Fortunately, Senate Democrats decided to end the irresponsible government shutdown, and I was able to get out of Washington to travel throughout the Second District as planned. During this first district travel week of the year, I visited with constituents, local leaders, and business owners. From Autauga County to the Wiregrass and many places in between, it was a busy week!

I had the opportunity to speak to the Brundidge and Ozark Rotary Clubs at their weekly meetings. We had productive conversations about some of the things our unified government accomplished in 2017, and I shared with them some of my policy priorities for 2018, including rebuilding our nation’s aging infrastructure and working to craft a farm bill that treats our Alabama commodities fairly.

I visited my friends at the International Paper facilities in Dothan and Prattville to tour their sites and learn more about the many details that go into their operations. One day, I stopped by Troy Cable to learn about some of their upcoming projects and discuss recent rural broadband initiatives. I have said several times that one of my top priorities for 2018 is rebuilding our infrastructure, and an important part of that is expanding access to broadband. This month President Trump signed two executive orders to expand broadband access in rural America, demonstrating commitment to building more broadband availability throughout our nation. There’s no doubt that areas in our community will greatly benefit from enhanced broadband capacity and efficiency.

Also while in Troy, I had the privilege of speaking to seventh graders at Charles Henderson Middle School about what it’s like to be a member of Congress. I told them how important it is to set goals for yourself but also to keep your eyes wide open and be willing to take opportunities that aren’t necessarily part of your plan. I always enjoy talking to students about our government – the more they know, the stronger our country will be when they are leading it one day.

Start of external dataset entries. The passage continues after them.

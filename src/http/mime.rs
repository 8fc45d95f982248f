//! MIME type detection module
//!
//! Returns the corresponding Content-Type based on file extension.

/// Get MIME Content-Type based on file extension
pub fn get_content_type(extension: Option<&str>) -> &'static str {
    match extension {
        // Text
        Some("html" | "htm") => "text/html; charset=utf-8",
        Some("css") => "text/css",
        Some("txt" | "md") => "text/plain; charset=utf-8",
        Some("xml") => "application/xml",

        // JavaScript/WASM
        Some("js" | "mjs") => "application/javascript",
        Some("json") => "application/json",
        Some("wasm") => "application/wasm",

        // Images
        Some("png") => "image/png",
        Some("jpg" | "jpeg") => "image/jpeg",
        Some("gif") => "image/gif",
        Some("svg") => "image/svg+xml",
        Some("ico") => "image/x-icon",
        Some("webp") => "image/webp",

        // Fonts
        Some("woff") => "font/woff",
        Some("woff2") => "font/woff2",
        Some("ttf") => "font/ttf",

        // Documents
        Some("pdf") => "application/pdf",
        Some("zip") => "application/zip",

        // Default
        _ => "application/octet-stream",
    }
}

#[cfg(test)]
mod tests {
    use super::*;

    #[test]
    fn test_common_types() {
        assert_eq!(get_content_type(Some("html")), "text/html; charset=utf-8");
        assert_eq!(get_content_type(Some("css")), "text/css");
        assert_eq!(get_content_type(Some("js")), "application/javascript");
        assert_eq!(get_content_type(Some("png")), "image/png");
    }

    #[test]
    fn test_unknown_extension() {
        assert_eq!(get_content_type(Some("xyz")), "application/octet-stream");
        assert_eq!(get_content_type(None), "application/octet-stream");
    }
}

I am so glad that the gridlock in Washington didn’t impact my plans to visit with so many people. I cannot emphasize enough how important it is for me to hear directly from you. Hearing firsthand the concerns and issues that are important to those I represent enables me to be a better representative for you in Washington. I really appreciate everyone who took the opportunity to talk with me, and I am looking forward to continuing to fight for issues that are important to the people who live and work in Alabama’s Second District.

Martha Roby represents Alabama’s Second Congressional District. She lives in Montgomery, Alabama with her husband Riley and their two children.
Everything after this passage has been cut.